Giving Stem Cells a Boost


LEXINGTON, Ky. (Nov. 4, 2009) —  Researchers at the University of Kentucky's Markey Cancer Center are investigating the ability of a protein called SLIT2 to maintain healthy levels of a type of stem cell, called hematopoietic stem cells. These cells, found in bone marrow, give rise to every type of blood cell in the body.


[IMAGE2]The research, led by Dr. Gary Van Zant, professor of internal medicine in the UK College of Medicine, has broad implications in a number of areas in medicine. However, its most immediate application could be in helping cancer patients undergoing chemotherapy.


Chemotherapy can reduce the population of hematopoietic stem cells, which are normally self-regenerating. This can result in a shortage of specialized blood cells, such as platelets, which play a key role in blood clotting. Currently, chemotherapy-induced platelet deficiency (or thrombocytopenia) is treated with platelet transfusions, which are very expensive.


"Platelet suppression is the limiting factor in determining tolerance for chemotherapy," Van Zant said. "Our hope is that, by understanding the mechanism by which SLIT2 maintains the population of hematopoietic stem cells, we can develop a therapy that can be administered to patients undergoing chemotherapy, to keep their platelets at a healthy level."


SLIT2 – first discovered in fruit flies and subsequently found throughout the animal kingdom, including humans – is secreted by cells and binds to a receptor (called Robo) on the same cell or adjacent cells. The SLIT2-Robo signaling pathway plays a key role in determining  the positioning of cells.  For example, it is extremely important in embryogenesis, determining the migratory paths of cells in developing embryos. In mammals, SLIT2 also plays an important role in determining how far nerves extend into tissues, by repelling axon growth. 

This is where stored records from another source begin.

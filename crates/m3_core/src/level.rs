//! Level configuration.
//!
//! The host hands the engine a `LevelConfig` with flat row-major layer
//! arrays. Empty arrays mean "all default" (generator-filled tiles, no
//! bombs, no covers, no ground). Validation happens up front; a config that
//! passes `validate()` can always be instantiated.
//!
//! Cell encodings:
//! - `grid`: `-1` = hole (permanently unplayable), `0` = generator fill,
//!   `1..=color_count` = fixed color (value − 1).
//! - `bombs`: `0` = none, `1` = horizontal rocket, `2` = vertical rocket,
//!   `3` = area, `4` = color bomb, `5` = UFO.
//! - `covers`: `0` = none, `1` = cage, `2` = chain, `3` = bubble, `4` = ice.
//! - `grounds`: `0` = none, `1` = ice, `2` = jelly, `3` = honey.
//! - `cover_healths` / `ground_healths`: `0` = kind default.

use serde::{Deserialize, Serialize};

use crate::engine::layers::{CoverKind, GroundKind};
use crate::engine::objectives::{ObjectiveTarget, OBJECTIVE_SLOTS};
use crate::engine::tile::BombKind;
use crate::error::{Result, SimError};

#[derive(Debug, Clone, Serialize, Deserialize)]
pub struct ObjectiveConfig {
    #[serde(flatten)]
    pub target: ObjectiveTarget,
    pub target_count: u32,
}

#[derive(Debug, Clone, Serialize, Deserialize)]
pub struct LevelConfig {
    pub width: i32,
    pub height: i32,
    pub color_count: u8,
    pub move_limit: u32,
    #[serde(default)]
    pub target_difficulty: f32,
    #[serde(default)]
    pub grid: Vec<i16>,
    #[serde(default)]
    pub bombs: Vec<u8>,
    #[serde(default)]
    pub covers: Vec<u8>,
    #[serde(default)]
    pub cover_healths: Vec<u8>,
    #[serde(default)]
    pub grounds: Vec<u8>,
    #[serde(default)]
    pub ground_healths: Vec<u8>,
    #[serde(default)]
    pub objectives: Vec<ObjectiveConfig>,
}

impl LevelConfig {
    /// A plain generator-filled level with no layers and no objectives.
    pub fn basic(width: i32, height: i32, color_count: u8, move_limit: u32) -> Self {
        LevelConfig {
            width,
            height,
            color_count,
            move_limit,
            target_difficulty: 0.5,
            grid: Vec::new(),
            bombs: Vec::new(),
            covers: Vec::new(),
            cover_healths: Vec::new(),
            grounds: Vec::new(),
            ground_healths: Vec::new(),
            objectives: Vec::new(),
        }
    }

    pub fn cell_count(&self) -> usize {
        (self.width * self.height) as usize
    }

    pub fn validate(&self) -> Result<()> {
        if self.width <= 0 || self.height <= 0 || self.width > 64 || self.height > 64 {
            return Err(SimError::InvalidDimensions { width: self.width, height: self.height });
        }
        if !(3..=8).contains(&self.color_count) {
            return Err(SimError::InvalidColorCount(self.color_count));
        }

        let expected = self.cell_count();
        self.check_layer_len("grid", self.grid.len(), expected)?;
        self.check_layer_len("bombs", self.bombs.len(), expected)?;
        self.check_layer_len("covers", self.covers.len(), expected)?;
        self.check_layer_len("cover_healths", self.cover_healths.len(), expected)?;
        self.check_layer_len("grounds", self.grounds.len(), expected)?;
        self.check_layer_len("ground_healths", self.ground_healths.len(), expected)?;

        for (i, &code) in self.grid.iter().enumerate() {
            if code < -1 || code > self.color_count as i16 {
                return Err(SimError::InvalidCellValue {
                    layer: "grid",
                    index: i,
                    value: code as i32,
                });
            }
        }
        for (i, &code) in self.bombs.iter().enumerate() {
            if bomb_kind_from_code(code).is_none() {
                return Err(SimError::InvalidCellValue {
                    layer: "bombs",
                    index: i,
                    value: code as i32,
                });
            }
        }
        for (i, &code) in self.covers.iter().enumerate() {
            if code > 4 {
                return Err(SimError::InvalidCellValue {
                    layer: "covers",
                    index: i,
                    value: code as i32,
                });
            }
        }
        for (i, &code) in self.grounds.iter().enumerate() {
            if code > 3 {
                return Err(SimError::InvalidCellValue {
                    layer: "grounds",
                    index: i,
                    value: code as i32,
                });
            }
        }

        if self.objectives.len() > OBJECTIVE_SLOTS {
            return Err(SimError::TooManyObjectives(self.objectives.len()));
        }
        for objective in &self.objectives {
            if objective.target_count == 0 {
                return Err(SimError::InvalidObjective("target_count must be positive".into()));
            }
            if let ObjectiveTarget::Tile { color } = objective.target {
                if color.0 >= self.color_count {
                    return Err(SimError::InvalidObjective(format!(
                        "objective color {} outside palette of {}",
                        color.0, self.color_count
                    )));
                }
            }
        }
        Ok(())
    }

    fn check_layer_len(&self, layer: &'static str, found: usize, expected: usize) -> Result<()> {
        if found != 0 && found != expected {
            return Err(SimError::LayerLengthMismatch { layer, expected, found });
        }
        Ok(())
    }
}

pub fn bomb_kind_from_code(code: u8) -> Option<BombKind> {
    match code {
        0 => Some(BombKind::None),
        1 => Some(BombKind::HorizontalRocket),
        2 => Some(BombKind::VerticalRocket),
        3 => Some(BombKind::Area),
        4 => Some(BombKind::Color),
        5 => Some(BombKind::Ufo),
        _ => None,
    }
}

pub fn cover_kind_from_code(code: u8) -> Option<CoverKind> {
    match code {
        1 => Some(CoverKind::Cage),
        2 => Some(CoverKind::Chain),
        3 => Some(CoverKind::Bubble),
        4 => Some(CoverKind::IceCover),
        _ => None,
    }
}

pub fn ground_kind_from_code(code: u8) -> Option<GroundKind> {
    match code {
        1 => Some(GroundKind::Ice),
        2 => Some(GroundKind::Jelly),
        3 => Some(GroundKind::Honey),
        _ => None,
    }
}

Van Zant's team's research is aimed at developing a ligand for the Robo receptor – a synthetic mimic of SLIT2 that incorporates the transducing regions of the molecule.  These synthetic compounds can then be added to cultures in the laboratory to determine their safety and effectiveness at growing hematopoietic stem-cell populations.

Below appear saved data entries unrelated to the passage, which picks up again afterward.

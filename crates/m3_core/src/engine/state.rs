//! Aggregate game state and level instantiation.

use serde::{Deserialize, Serialize};

use crate::error::Result;
use crate::level::{bomb_kind_from_code, cover_kind_from_code, ground_kind_from_code, LevelConfig};

use super::board::GameBoard;
use super::grid::Pos;
use super::layers::{Cover, Ground};
use super::objectives::{LevelStatus, Objectives, ObjectiveSlot, OBJECTIVE_SLOTS};
use super::rng::XorShift64;
use super::spawn_model::TileGenerator;
use super::tile::{BombKind, Tile, TileColor};

/// Everything the simulation mutates. Serializable as a whole, which is
/// what makes snapshots one-liners.
#[derive(Debug, Clone, Serialize, Deserialize)]
pub struct GameState {
    pub board: GameBoard,
    pub score: i32,
    pub move_count: u32,
    pub move_limit: u32,
    pub target_difficulty: f32,
    pub selected: Option<Pos>,
    pub objectives: Objectives,
    pub status: LevelStatus,
}

impl GameState {
    /// Builds the initial state from a validated level config. Generator
    /// cells draw from the `Main` stream through `generator`, with colors
    /// that would complete a run of 3 to the left or above forbidden, so a
    /// fresh board never starts mid-cascade.
    pub fn from_level(
        config: &LevelConfig,
        generator: &mut dyn TileGenerator,
        rng: &mut XorShift64,
    ) -> Result<Self> {
        config.validate()?;

        let mut board = GameBoard::new(config.width, config.height, config.color_count);
        let cells = config.cell_count();

        for idx in 0..cells {
            let pos = board.dims().pos(idx);
            let grid_code = config.grid.get(idx).copied().unwrap_or(0);
            if grid_code == -1 {
                board.set_playable(pos, false);
                continue;
            }

            let bomb = config
                .bombs
                .get(idx)
                .copied()
                .and_then(bomb_kind_from_code)
                .unwrap_or(BombKind::None);

            let color = if bomb == BombKind::Color {
                None
            } else if grid_code > 0 {
                Some(TileColor((grid_code - 1) as u8))
            } else {
                let forbidden = forbidden_colors(&board, pos);
                Some(generator.pick(pos, &forbidden, config.color_count, rng))
            };

            let id = board.alloc_tile_id();
            let tile = if bomb == BombKind::None {
                match color {
                    Some(c) => Tile::colored(id, c, pos.x as f32, pos.y as f32),
                    None => continue,
                }
            } else {
                Tile::with_bomb(id, color, bomb, pos.x as f32, pos.y as f32)
            };
            board.set_tile(pos, Some(tile));

            if let Some(kind) = config.covers.get(idx).copied().and_then(cover_kind_from_code) {
                let hp = config.cover_healths.get(idx).copied().unwrap_or(0);
                board.set_cover(pos, Some(Cover::with_hp(kind, hp)));
            }
            if let Some(kind) = config.grounds.get(idx).copied().and_then(ground_kind_from_code) {
                let hp = config.ground_healths.get(idx).copied().unwrap_or(0);
                let hp = if hp == 0 { kind.default_hp() } else { hp };
                board.set_ground(pos, Some(Ground { kind, hp }));
            }
        }

        let mut slots: [Option<ObjectiveSlot>; OBJECTIVE_SLOTS] = [None; OBJECTIVE_SLOTS];
        for (i, objective) in config.objectives.iter().enumerate() {
            slots[i] = Some(ObjectiveSlot::new(objective.target, objective.target_count));
        }

        Ok(GameState {
            board,
            score: 0,
            move_count: 0,
            move_limit: config.move_limit,
            target_difficulty: config.target_difficulty,
            selected: None,
            objectives: Objectives::new(slots),
            status: LevelStatus::InProgress,
        })
    }
}

/// Colors that would complete a horizontal run to the left or a vertical
/// run above `pos`. Fill proceeds in scanline order, so right/below cells
/// do not exist yet.
fn forbidden_colors(board: &GameBoard, pos: Pos) -> Vec<TileColor> {
    let mut forbidden = Vec::with_capacity(2);
    let color_at = |p: Pos| board.tile(p).and_then(|t| t.color);

    let left1 = color_at(Pos::new(pos.x - 1, pos.y));
    let left2 = color_at(Pos::new(pos.x - 2, pos.y));
    if let (Some(a), Some(b)) = (left1, left2) {
        if a == b && !forbidden.contains(&a) {
            forbidden.push(a);
        }
    }

    let up1 = color_at(Pos::new(pos.x, pos.y - 1));
    let up2 = color_at(Pos::new(pos.x, pos.y - 2));
    if let (Some(a), Some(b)) = (up1, up2) {
        if a == b && !forbidden.contains(&a) {
            forbidden.push(a);
        }
    }

    forbidden
}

Concurrently, Van Zant's laboratory is developing a transgenic mouse with elevated SLIT2 levels. Researchers will quantify any increase in the mouse's hematopoetic stem cell population and observe its natural history to determine if there are any physiological side effects. The SLIT2 mouse will also provide a model for study to help researchers better understand the cellular mechanism, Van Zant said.


Another possible application of this research could be in treating hematologic malignancies, such as leukemia and lymphoma.  Administering SLIT2 therapy in patients undergoing bone marrow transplants could help the transplanted marrow do its job better, Van Zant said. 


The University of Kentucky has submitted patent applications on both of these uses. A third potential application of this research could be to grow umbilical cord blood stem cells in the laboratory.


"The problem with cord-blood stem cells is that the quantities are tiny, insufficient for transplantation in adults," Van Zant said. "Our hope is that we can develop a technology using SLIT2 to propagate these cells in culture."


Finally, SLIT2 may one day prove useful in preventing cancer from spreading througout the body. It has been independently noted that SLIT2 is downregulated in many cancers, and there is anecdotal evidence suggesting that a depressed level of SLIT2 plays a role in metastasis. That's not too surprising, says Van Zant, considering SLIT2's role in the positioning of cells.


The research will be supported by a two-year NIH Challenge Grant in the amount of $850,000. Competition for these grants, funded by the National Recovery Act, was very steep, with only 1-2 percent of applicants receiving funding.